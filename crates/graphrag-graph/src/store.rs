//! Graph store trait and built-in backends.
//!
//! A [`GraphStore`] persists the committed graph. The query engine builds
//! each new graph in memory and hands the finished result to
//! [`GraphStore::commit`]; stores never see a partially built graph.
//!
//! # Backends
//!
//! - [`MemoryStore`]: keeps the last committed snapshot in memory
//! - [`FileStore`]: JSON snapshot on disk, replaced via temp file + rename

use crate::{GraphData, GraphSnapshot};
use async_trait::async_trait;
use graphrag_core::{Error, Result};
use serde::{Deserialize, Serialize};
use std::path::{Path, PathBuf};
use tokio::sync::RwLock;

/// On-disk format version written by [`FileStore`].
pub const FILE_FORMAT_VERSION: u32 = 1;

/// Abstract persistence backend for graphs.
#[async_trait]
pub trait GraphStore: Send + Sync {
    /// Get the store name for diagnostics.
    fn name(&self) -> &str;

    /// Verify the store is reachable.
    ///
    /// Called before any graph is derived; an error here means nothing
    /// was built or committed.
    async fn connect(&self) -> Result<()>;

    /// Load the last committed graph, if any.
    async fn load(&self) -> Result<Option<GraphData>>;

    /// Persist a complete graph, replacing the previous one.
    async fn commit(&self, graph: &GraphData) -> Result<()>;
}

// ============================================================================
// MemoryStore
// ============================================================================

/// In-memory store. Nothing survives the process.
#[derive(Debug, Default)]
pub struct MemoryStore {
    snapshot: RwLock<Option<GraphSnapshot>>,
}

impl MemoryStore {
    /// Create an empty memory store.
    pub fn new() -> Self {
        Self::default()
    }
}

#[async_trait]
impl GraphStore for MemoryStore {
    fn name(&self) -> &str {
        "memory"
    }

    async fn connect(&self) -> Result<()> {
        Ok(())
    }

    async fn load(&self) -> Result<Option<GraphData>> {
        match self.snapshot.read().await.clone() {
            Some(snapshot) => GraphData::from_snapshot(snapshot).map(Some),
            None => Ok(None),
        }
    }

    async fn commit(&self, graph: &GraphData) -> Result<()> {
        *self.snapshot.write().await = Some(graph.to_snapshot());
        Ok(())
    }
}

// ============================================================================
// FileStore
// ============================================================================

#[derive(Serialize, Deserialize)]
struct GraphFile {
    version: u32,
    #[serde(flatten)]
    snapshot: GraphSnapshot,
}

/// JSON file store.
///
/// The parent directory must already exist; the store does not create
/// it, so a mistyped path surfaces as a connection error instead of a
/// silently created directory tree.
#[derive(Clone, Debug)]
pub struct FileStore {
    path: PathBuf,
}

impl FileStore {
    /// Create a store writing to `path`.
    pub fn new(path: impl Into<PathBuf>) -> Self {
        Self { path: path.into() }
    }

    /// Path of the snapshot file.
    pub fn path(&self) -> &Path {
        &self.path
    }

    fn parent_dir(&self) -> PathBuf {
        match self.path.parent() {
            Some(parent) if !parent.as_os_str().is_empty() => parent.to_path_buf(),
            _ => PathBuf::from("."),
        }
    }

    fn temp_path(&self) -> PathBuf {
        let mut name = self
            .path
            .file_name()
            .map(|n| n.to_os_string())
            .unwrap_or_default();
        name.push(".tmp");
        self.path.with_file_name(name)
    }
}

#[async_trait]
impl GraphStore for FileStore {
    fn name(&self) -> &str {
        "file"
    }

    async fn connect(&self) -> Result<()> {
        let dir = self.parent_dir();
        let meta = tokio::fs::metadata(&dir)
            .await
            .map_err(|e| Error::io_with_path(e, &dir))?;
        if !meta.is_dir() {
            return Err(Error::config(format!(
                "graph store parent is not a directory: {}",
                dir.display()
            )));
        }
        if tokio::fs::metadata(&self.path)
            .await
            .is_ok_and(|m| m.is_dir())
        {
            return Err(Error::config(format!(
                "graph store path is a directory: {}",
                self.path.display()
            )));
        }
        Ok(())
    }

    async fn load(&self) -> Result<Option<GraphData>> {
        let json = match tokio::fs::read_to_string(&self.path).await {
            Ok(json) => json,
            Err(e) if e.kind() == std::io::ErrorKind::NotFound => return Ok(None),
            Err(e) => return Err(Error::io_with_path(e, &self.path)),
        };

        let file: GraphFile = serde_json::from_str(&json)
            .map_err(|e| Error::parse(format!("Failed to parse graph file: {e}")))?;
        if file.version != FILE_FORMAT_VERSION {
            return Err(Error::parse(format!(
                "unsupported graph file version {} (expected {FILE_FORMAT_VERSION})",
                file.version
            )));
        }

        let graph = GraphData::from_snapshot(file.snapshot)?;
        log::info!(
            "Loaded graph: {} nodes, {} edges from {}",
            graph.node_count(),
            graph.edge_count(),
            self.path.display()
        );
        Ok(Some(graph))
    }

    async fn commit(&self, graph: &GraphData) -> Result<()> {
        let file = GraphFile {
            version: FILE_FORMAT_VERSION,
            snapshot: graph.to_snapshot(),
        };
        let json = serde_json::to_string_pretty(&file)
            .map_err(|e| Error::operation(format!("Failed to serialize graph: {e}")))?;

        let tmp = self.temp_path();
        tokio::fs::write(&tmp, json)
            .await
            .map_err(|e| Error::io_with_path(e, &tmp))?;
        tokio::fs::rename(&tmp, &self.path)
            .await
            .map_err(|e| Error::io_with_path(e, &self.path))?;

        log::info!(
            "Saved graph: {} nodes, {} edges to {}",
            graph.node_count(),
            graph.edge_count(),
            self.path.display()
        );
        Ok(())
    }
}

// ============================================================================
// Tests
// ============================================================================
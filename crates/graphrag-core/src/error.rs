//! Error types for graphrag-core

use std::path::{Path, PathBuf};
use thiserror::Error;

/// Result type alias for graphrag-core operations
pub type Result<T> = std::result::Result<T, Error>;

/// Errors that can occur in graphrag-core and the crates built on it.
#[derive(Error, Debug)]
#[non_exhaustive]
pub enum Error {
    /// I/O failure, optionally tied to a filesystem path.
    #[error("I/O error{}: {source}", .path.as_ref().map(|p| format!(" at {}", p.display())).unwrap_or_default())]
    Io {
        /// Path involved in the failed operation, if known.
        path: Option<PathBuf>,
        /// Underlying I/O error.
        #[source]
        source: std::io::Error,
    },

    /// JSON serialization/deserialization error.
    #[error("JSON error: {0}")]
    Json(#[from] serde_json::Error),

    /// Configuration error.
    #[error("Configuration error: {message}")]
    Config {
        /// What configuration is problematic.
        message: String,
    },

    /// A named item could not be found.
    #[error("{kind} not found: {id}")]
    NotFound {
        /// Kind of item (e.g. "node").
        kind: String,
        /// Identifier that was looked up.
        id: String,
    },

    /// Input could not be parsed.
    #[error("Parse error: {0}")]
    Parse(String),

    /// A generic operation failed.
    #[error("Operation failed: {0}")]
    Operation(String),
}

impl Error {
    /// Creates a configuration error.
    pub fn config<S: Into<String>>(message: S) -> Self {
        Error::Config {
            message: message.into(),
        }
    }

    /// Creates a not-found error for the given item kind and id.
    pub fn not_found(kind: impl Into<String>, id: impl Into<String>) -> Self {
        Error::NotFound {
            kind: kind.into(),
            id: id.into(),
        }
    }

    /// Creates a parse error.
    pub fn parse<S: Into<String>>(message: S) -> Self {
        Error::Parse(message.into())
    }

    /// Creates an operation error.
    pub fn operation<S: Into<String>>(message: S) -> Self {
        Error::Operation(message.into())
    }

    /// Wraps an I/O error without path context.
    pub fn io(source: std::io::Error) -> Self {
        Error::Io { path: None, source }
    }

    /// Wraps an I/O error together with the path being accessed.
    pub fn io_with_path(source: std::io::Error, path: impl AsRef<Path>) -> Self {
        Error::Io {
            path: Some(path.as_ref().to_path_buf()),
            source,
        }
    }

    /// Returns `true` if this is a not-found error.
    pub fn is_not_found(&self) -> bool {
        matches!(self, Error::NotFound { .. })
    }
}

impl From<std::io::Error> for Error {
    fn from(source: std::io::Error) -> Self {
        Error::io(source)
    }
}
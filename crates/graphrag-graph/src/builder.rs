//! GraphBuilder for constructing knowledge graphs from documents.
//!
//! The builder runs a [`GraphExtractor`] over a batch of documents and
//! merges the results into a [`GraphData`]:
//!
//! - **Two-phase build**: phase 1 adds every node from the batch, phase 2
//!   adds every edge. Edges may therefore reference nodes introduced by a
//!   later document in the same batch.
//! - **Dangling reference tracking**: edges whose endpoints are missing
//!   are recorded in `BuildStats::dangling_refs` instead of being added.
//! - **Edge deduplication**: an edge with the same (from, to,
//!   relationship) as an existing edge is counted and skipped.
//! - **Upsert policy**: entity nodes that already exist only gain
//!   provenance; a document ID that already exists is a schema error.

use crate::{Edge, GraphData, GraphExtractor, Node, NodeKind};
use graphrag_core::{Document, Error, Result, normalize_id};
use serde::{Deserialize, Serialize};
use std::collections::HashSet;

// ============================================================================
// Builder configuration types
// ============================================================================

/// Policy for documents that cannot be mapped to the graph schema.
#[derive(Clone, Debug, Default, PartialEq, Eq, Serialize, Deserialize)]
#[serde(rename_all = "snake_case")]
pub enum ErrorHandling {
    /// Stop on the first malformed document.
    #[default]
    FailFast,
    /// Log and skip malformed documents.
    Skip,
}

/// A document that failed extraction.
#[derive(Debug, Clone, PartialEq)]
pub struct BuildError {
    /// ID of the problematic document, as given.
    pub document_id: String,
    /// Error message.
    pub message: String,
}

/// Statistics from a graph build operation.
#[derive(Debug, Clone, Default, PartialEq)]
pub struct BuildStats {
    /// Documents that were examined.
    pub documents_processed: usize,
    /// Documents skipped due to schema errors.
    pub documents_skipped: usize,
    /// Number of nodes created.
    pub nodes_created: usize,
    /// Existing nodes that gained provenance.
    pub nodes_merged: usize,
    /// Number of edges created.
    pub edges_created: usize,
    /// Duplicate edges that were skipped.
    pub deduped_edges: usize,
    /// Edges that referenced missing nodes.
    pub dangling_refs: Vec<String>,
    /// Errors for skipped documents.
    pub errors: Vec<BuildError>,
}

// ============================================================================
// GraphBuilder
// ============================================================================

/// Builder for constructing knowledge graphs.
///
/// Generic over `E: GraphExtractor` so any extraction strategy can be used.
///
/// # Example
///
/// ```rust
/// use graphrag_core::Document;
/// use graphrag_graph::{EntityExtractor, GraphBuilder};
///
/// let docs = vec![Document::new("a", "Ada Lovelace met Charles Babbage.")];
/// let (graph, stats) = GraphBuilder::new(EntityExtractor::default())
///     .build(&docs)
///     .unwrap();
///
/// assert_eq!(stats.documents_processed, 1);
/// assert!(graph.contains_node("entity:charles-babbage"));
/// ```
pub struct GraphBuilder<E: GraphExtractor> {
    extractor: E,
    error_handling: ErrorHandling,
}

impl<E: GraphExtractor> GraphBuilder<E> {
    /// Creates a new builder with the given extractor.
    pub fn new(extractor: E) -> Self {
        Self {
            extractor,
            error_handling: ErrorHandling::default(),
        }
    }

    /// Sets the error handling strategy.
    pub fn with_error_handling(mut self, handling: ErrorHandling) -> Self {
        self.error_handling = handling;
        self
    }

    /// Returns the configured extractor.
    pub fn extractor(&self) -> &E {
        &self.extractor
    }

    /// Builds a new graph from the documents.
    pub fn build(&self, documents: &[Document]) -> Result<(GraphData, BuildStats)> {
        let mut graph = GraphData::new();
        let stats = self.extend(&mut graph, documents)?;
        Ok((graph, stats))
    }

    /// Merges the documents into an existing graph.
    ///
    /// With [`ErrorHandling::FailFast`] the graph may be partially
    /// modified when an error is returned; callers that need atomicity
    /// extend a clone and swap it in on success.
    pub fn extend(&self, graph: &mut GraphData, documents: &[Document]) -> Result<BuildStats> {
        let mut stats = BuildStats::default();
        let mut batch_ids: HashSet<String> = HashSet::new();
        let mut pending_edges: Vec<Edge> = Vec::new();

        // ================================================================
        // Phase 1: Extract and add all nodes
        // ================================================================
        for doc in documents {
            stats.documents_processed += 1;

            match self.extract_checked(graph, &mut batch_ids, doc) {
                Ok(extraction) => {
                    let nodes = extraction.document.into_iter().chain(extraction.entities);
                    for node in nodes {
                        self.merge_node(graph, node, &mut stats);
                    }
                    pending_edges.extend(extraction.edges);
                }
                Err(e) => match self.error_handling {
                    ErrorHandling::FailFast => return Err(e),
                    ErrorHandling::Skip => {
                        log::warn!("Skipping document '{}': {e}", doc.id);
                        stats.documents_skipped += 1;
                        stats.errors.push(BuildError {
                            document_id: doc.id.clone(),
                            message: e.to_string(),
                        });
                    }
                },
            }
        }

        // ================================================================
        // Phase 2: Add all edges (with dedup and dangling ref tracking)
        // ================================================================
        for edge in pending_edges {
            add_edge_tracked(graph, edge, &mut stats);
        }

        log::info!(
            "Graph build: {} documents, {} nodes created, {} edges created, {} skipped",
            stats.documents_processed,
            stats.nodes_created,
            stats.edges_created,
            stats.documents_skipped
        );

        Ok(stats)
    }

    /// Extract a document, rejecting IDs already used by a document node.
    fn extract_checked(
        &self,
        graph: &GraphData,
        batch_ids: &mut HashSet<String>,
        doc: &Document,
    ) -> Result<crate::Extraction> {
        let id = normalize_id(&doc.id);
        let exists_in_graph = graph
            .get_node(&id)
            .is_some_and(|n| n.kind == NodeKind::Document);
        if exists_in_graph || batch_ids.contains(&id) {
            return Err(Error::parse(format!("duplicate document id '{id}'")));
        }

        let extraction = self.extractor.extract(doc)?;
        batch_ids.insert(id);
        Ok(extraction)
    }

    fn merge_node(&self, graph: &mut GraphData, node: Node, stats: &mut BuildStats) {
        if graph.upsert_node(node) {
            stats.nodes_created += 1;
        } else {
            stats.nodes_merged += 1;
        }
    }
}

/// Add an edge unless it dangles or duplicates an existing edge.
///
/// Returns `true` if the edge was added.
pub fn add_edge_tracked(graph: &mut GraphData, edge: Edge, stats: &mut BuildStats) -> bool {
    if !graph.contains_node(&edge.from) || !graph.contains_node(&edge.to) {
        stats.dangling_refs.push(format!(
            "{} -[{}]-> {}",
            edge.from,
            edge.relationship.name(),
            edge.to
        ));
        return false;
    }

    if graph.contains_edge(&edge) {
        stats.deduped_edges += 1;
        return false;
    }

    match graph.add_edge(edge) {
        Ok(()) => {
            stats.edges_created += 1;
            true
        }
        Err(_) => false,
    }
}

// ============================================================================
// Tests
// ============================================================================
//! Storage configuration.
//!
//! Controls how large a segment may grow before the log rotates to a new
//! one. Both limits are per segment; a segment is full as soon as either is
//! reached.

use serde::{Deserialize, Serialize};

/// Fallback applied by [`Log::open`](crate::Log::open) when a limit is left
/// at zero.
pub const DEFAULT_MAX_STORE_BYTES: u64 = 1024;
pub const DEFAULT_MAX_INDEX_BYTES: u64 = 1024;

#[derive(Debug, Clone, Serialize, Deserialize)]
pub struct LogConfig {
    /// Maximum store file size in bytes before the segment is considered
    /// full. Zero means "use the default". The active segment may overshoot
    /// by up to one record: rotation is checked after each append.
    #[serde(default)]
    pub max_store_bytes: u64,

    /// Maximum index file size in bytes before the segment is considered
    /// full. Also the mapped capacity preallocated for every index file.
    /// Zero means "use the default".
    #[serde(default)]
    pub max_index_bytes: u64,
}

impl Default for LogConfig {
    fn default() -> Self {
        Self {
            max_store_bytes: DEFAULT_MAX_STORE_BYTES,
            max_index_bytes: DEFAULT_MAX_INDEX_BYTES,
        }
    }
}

● ● ● ● ●

Required action.
Scan the lines above for the word "Wraps" and copy every one where it occurs.

Solution for this problem.
    /// Wraps an I/O error without path context.
    /// Wraps an I/O error together with the path being accessed.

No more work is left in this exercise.